Alternatively, flow-stasis or regions with stagnant flow as opposed to dynamic flow were also studied as these markers have correlated to pathologies including subclinical leaflet thrombosis or leaflet thickening [7, 36,37,38]. The washout characteristics of the sinus/neo-sinus region have been used as a popular surrogate for measuring the flow stasis. The particles tracked over the last three cycles nearly collapse on each other illustrating that the sinus/neo-sinus hemodynamics are quite similar in all subgroups compared. While the cases involving a 90-degree bend (Cn\(_{90^{\circ }\text {bend}}\)) demonstrated a marginal increase in slope, the disparity is practically insignificant.

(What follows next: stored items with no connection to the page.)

// SPDX-FileCopyrightText: 2026 Tandem Contributors
// SPDX-License-Identifier: MIT OR Apache-2.0

//! Layered config loading with Figment.
//!
//! Merge order (later overrides earlier):
//! 1. Compiled defaults
//! 2. `/etc/tandem/tandem.toml`
//! 3. `~/.config/tandem/tandem.toml`
//! 4. `./tandem.toml`
//! 5. `TANDEM_*` environment variables

#![allow(clippy::result_large_err)] // figment::Error is external

use std::path::{Path, PathBuf};

use figment::{
    Figment,
    providers::{Env, Format, Serialized, Toml},
};

use crate::model::TandemConfig;

pub(crate) const SYSTEM_CONFIG: &str = "/etc/tandem/tandem.toml";
pub(crate) const LOCAL_CONFIG: &str = "tandem.toml";

/// Config sections that env var names are split on.
const SECTIONS: &[&str] = &["server", "storage", "auth", "realtime"];

pub(crate) fn user_config_path() -> PathBuf {
    dirs::config_dir()
        .map(|d| d.join("tandem/tandem.toml"))
        .unwrap_or_default()
}

/// Figment over the full file hierarchy plus env overrides, before extraction.
pub fn build_figment() -> Figment {
    Figment::new()
        .merge(Serialized::defaults(TandemConfig::default()))
        .merge(Toml::file(SYSTEM_CONFIG))
        .merge(Toml::file(user_config_path()))
        .merge(Toml::file(LOCAL_CONFIG))
        .merge(env_provider())
}

/// Load configuration from the standard hierarchy with env var overrides.
pub fn load_config() -> Result<TandemConfig, figment::Error> {
    build_figment().extract()
}

/// Load configuration from an inline TOML string over the defaults only.
pub fn load_config_from_str(toml_content: &str) -> Result<TandemConfig, figment::Error> {
    Figment::new()
        .merge(Serialized::defaults(TandemConfig::default()))
        .merge(Toml::string(toml_content))
        .extract()
}

/// Load configuration from one explicit file, with env var overrides.
pub fn load_config_from_path(path: &Path) -> Result<TandemConfig, figment::Error> {
    Figment::new()
        .merge(Serialized::defaults(TandemConfig::default()))
        .merge(Toml::file(path))
        .merge(env_provider())
        .extract()
}

/// `TANDEM_REALTIME_SEND_BUFFER` must map to `realtime.send_buffer`, so only
/// the first underscore after a known section name becomes a dot. figment
/// hands the mapper the raw, still uppercase key.
fn env_provider() -> Env {
    Env::prefixed("TANDEM_").map(|key| map_env_key(key.as_str()).into())
}

pub(crate) fn map_env_key(key: &str) -> String {
    let key = key.to_ascii_lowercase();
    for section in SECTIONS {
        if let Some(rest) = key.strip_prefix(section).and_then(|r| r.strip_prefix('_')) {
            return format!("{section}.{rest}");
        }
    }
    key
}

The pressure gradient and recovery have been extensively characterized and are known to be dependent on several anatomical parameters including the valve area, sinus of Valsalva, and the ascending aorta [39], and can be used to optimize the valve hemodynamic performance. The trends observed in our current study are similar to that of the experimental studies of Samaee et al. [40]. Although the current simulations employ rigid configurations of the TAV, the distal aortic arch configuration may have an effect and alter the flow dynamics. Case C2 has a higher pressure drop possibly due to the inviscid effects dominating because of the relatively high peak systolic flow rate i.e., 33.9 L/min for C2 vs. 23 L/min for C1 and C3 (nearly 1.5 times higher). In the case where the bend occurs in close proximity to the aortic root, the pressure drop is significantly higher, and the impact of the root anatomy outweighs the effects of the extension type or distal arch anatomy at least for the obtained pressure gradient.

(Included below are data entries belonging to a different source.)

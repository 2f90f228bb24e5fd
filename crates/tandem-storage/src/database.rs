// SPDX-FileCopyrightText: 2026 Tandem Contributors
// SPDX-License-Identifier: MIT OR Apache-2.0

//! Database connection management: PRAGMA setup, migrations, lifecycle.
//!
//! Every query runs as a closure on tokio-rusqlite's single background
//! thread, so each closure (and each transaction inside one) executes
//! without interleaving. Do NOT open additional connections for writes.

use std::path::Path;

use tandem_core::TandemError;
use tracing::debug;

use crate::migrations;

/// Handle to the single SQLite writer connection.
pub struct Database {
    conn: tokio_rusqlite::Connection,
}

impl Database {
    /// Open (creating if needed) the database at `path` in WAL mode and run
    /// migrations.
    pub async fn open(path: &str) -> Result<Self, TandemError> {
        Self::open_with(path, true).await
    }

    /// Open with an explicit journal mode choice.
    pub async fn open_with(path: &str, wal_mode: bool) -> Result<Self, TandemError> {
        if let Some(parent) = Path::new(path).parent() {
            if !parent.as_os_str().is_empty() {
                std::fs::create_dir_all(parent).map_err(TandemError::storage)?;
            }
        }

        let conn = tokio_rusqlite::Connection::open(path)
            .await
            .map_err(TandemError::storage)?;

        conn.call(move |conn| -> Result<(), rusqlite::Error> {
            if wal_mode {
                let mode: String = conn.pragma_update_and_check(
                    None,
                    "journal_mode",
                    "WAL",
                    |row| row.get(0),
                )?;
                debug!(mode = %mode, "journal mode set");
            }
            conn.pragma_update(None, "foreign_keys", true)?;
            conn.pragma_update(None, "synchronous", "NORMAL")?;
            conn.busy_timeout(std::time::Duration::from_secs(5))?;
            Ok(())
        })
        .await
        .map_err(map_tr_err)?;

        conn.call(|conn| migrations::run_migrations(conn))
            .await
            .map_err(map_tr_err)?;

        debug!(path, wal_mode, "database opened");
        Ok(Self { conn })
    }

    /// The underlying async connection. Query modules call through this.
    pub fn connection(&self) -> &tokio_rusqlite::Connection {
        &self.conn
    }

    /// Checkpoint the WAL and close the connection.
    pub async fn close(self) -> Result<(), TandemError> {
        self.conn
            .call(|conn| -> Result<(), rusqlite::Error> {
                conn.query_row("PRAGMA wal_checkpoint(TRUNCATE)", [], |_| Ok(()))
            })
            .await
            .map_err(map_tr_err)?;
        self.conn.close().await.map_err(map_tr_err)?;
        debug!("database closed");
        Ok(())
    }
}

/// Flatten a tokio-rusqlite error into a storage error.
pub(crate) fn map_tr_err<E>(err: tokio_rusqlite::Error<E>) -> TandemError
where
    tokio_rusqlite::Error<E>: std::fmt::Display,
{
    TandemError::Storage {
        source: err.to_string().into(),
    }
}

/// Current time in the same format SQLite's `strftime('%Y-%m-%dT%H:%M:%fZ')`
/// produces, so stored timestamps compare lexically.
pub(crate) fn now_timestamp() -> String {
    format_timestamp(chrono::Utc::now())
}

pub(crate) fn format_timestamp(at: chrono::DateTime<chrono::Utc>) -> String {
    at.to_rfc3339_opts(chrono::SecondsFormat::Millis, true)
}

In the context of TAV studies, errors introduced by assumed distal anatomies can lead to variability in a subset of cases. However, as the current study establishes, when the focus of the study is on the hemodynamics near the TAV, researchers can confidently adopt different flow extension approaches, allowing for comparisons between various research findings. While flow extension analysis plays a crucial role in improving patient-specific hemodynamic modeling of TAVs, it is also important to consider possible cost-benefit implications, particularly in terms of computational time. Nonetheless, factors such as solution accuracy and grid independence should not be compromised.

Potential Limitations

In an attempt to understand the sensitivity of flow dynamics to the distal aortic arches alone, the study makes a few assumptions to understand its isolated effect. Fluid-structure interaction simulations would provide a more accurate evaluation of the kinematics however, we believe even for FSI simulations a study such as the one presented herein would be necessary to eliminate uncertainties on the effects of the outflow configurations. The exclusion of supra-aortic vessels is another complication that needs to be addressed but is not straightforward because again the lack of imaging data and the need to register anatomies even if they were available or arrive at averaged anatomies and flow rate splits which in itself is broader study. The study is also restricted to one phase of the cardiac cycle i.e., the systolic phase and inclusion of the diastolic phase could potentially be a larger study. The study also assumed the parametric leaflet model under fully open condition. A more accurate way to represent the prosthetic leaflets would be from the post-imaging data, of course, assuming the resolution permits.

Conclusion

The computational modeling of TAV simulations is prone to numerous sources of error and uncertainty. While it may not be feasible to address all these issues simultaneously, our focus in this study was on addressing one of the key factors that could potentially impact the region of interest. Although there are significant differences in hemodynamics distal to the ascending aorta, with sufficiently long lengths as investigated in the current work, the influence of the outflow boundaries is very minimal in and around the vicinity of the TAV. The tested modifications have not produced considerable changes for these particular anatomies with the configurations investigated both qualitatively and quantitatively. For simulating under these specific conditions, the effect of the hemodynamics within the TAVR region is minimal however, caution should be exercised when examining the region of interest further downstream.